He waved her to silence. “You say you don’t know about the activity we found, nor the fighting qualities of these superb people!” The Emperor lifted himself half off his throne. “What do you take me for, Baron?”

The Baron took two backward steps, thinking: It was Rabban. He has done this to me. Rabban has . . .

“And this fake dispute with Duke Leto,” the Emperor purred, sinking back into his throne. “How beautifully you maneuvered it.”

“Majesty,” the Baron pleaded. “What are you – ”

“Silence!”

The old Bene Gesserit put a hand on the Emperor’s shoulder, leaned close to whisper in his ear.

The child seated on the dais stopped kicking her feet, said: “Make him afraid some more, Shaddam. I shouldn’t enjoy this, but I find the pleasure impossible to suppress.”

“Quiet, child,” the Emperor said. He leaned forward, put a hand on her head, stared at the Baron. “Is it possible, Baron? Could you be as simpleminded as my Truthsayer suggests? Do you not recognize this child, daughter of your ally, Duke Leto?”

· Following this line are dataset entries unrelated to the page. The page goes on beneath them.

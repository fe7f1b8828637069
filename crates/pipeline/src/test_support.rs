//! Stub providers and stores shared by unit and integration tests.
//!
//! Compiled for this crate's tests and behind the `test-support` feature.

use std::sync::Arc;

use async_trait::async_trait;
use scenegate_core::approval::ApprovalThreshold;
use scenegate_core::grid::SceneLayout;
use scenegate_core::similarity::ContentVector;
use scenegate_db::{AutoApprovalCounter, LayoutOwner, LayoutStore, StoreError, ThresholdStore};
use uuid::Uuid;

use crate::config::PipelineConfig;
use crate::embedding::{EmbeddingProvider, ProviderError};
use crate::resilient::ResilientEmbedder;

pub const DIM: usize = 4;

/// Maps a few colour words to axis vectors. A leading `-` negates the
/// vector; anything else is reported as a provider failure.
pub struct ColourProvider;

#[async_trait]
impl EmbeddingProvider for ColourProvider {
    async fn generate_embedding(&self, text: &str) -> Result<ContentVector, ProviderError> {
        let (sign, word) = match text.strip_prefix('-') {
            Some(rest) => (-1.0, rest),
            None => (1.0, text),
        };
        let axis = match word {
            "red" => 0,
            "green" => 1,
            "blue" => 2,
            "white" => 3,
            _ => return Err(ProviderError::Unavailable(format!("unknown word '{word}'"))),
        };
        let mut values = vec![0.0; DIM];
        values[axis] = sign;
        ContentVector::new(values).map_err(|e| ProviderError::InvalidResponse(e.to_string()))
    }
}

pub fn config() -> PipelineConfig {
    PipelineConfig {
        embedding_dimension: DIM,
        ..PipelineConfig::default()
    }
}

pub fn embedder() -> ResilientEmbedder {
    ResilientEmbedder::new(Arc::new(ColourProvider), &config())
}

pub fn uniform(word: &str) -> SceneLayout {
    SceneLayout::uniform(word)
}

/// A store whose every call fails as if the database were unreachable.
pub struct DownStore;

fn down<T>() -> Result<T, StoreError> {
    Err(StoreError::InvalidData("connection refused".to_string()))
}

#[async_trait]
impl ThresholdStore for DownStore {
    async fn find(&self, _: &str, _: Option<&str>) -> Result<Option<ApprovalThreshold>, StoreError> {
        down()
    }

    async fn upsert(&self, _: &ApprovalThreshold) -> Result<ApprovalThreshold, StoreError> {
        down()
    }

    async fn delete(&self, _: Uuid) -> Result<bool, StoreError> {
        down()
    }

    async fn list_for_manager(&self, _: &str) -> Result<Vec<ApprovalThreshold>, StoreError> {
        down()
    }
}

#[async_trait]
impl AutoApprovalCounter for DownStore {
    async fn used(&self, _: &str) -> Result<u32, StoreError> {
        down()
    }

    async fn try_acquire(&self, _: &str, _: u32) -> Result<bool, StoreError> {
        down()
    }

    async fn release(&self, _: &str) -> Result<(), StoreError> {
        down()
    }

    async fn reset(&self, _: &str) -> Result<(), StoreError> {
        down()
    }
}

#[async_trait]
impl LayoutStore for DownStore {
    async fn put_layouts(&self, _: LayoutOwner, _: &str, _: &[SceneLayout]) -> Result<(), StoreError> {
        down()
    }

    async fn get_layouts(&self, _: LayoutOwner, _: &str) -> Result<Option<Vec<SceneLayout>>, StoreError> {
        down()
    }
}
//! Deterministic stand-in vectors for when the embedding provider is down.
//!
//! The vector is seeded from the SHA-256 of the text, so the same text always
//! maps to the same unit vector within a build. These vectors carry no
//! semantic meaning; results built from them must be flagged as degraded.

use std::num::NonZeroUsize;

use rand::rngs::StdRng;
use rand::{Rng, SeedableRng};
use sha2::{Digest, Sha256};

use crate::similarity::ContentVector;

/// Generate a unit-norm pseudo-random vector seeded by `text`.
pub fn fallback_vector(text: &str, dimension: NonZeroUsize) -> ContentVector {
    let seed: [u8; 32] = Sha256::digest(text.as_bytes()).into();
    let mut rng = StdRng::from_seed(seed);

    let mut values: Vec<f32> = (0..dimension.get())
        .map(|_| rng.random_range(-1.0f32..1.0))
        .collect();

    let norm = values
        .iter()
        .map(|v| (*v as f64) * (*v as f64))
        .sum::<f64>()
        .sqrt();
    if norm > 0.0 {
        for v in &mut values {
            *v = (*v as f64 / norm) as f32;
        }
    } else {
        values[0] = 1.0;
    }

    ContentVector::from_trusted(values)
}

“My father was never his ally,” the child said. “My father is dead and this old Harkonnen beast has never seen me before.”

The Baron was reduced to stupefied glaring. When he found his voice it was only to rasp: “Who?”

“I am Alia, daughter of Duke Leto and the Lady Jessica, sister of Duke Paul-Muad’Dib,” the child said. She pushed herself off the dais, dropped to the floor of the audience chamber. “My brother has promised to have your head atop his battle standard and I think he shall.”

“Be hush, child,” the Emperor said, and he sank back into his throne, hand to chin, studying the Baron.

 

 

 

“I do not take the Emperor’s orders,” Alia said. She turned, looked up at the old Reverend Mother. “She knows.”

The Emperor glanced up at his Truthsayer. “What does she mean?”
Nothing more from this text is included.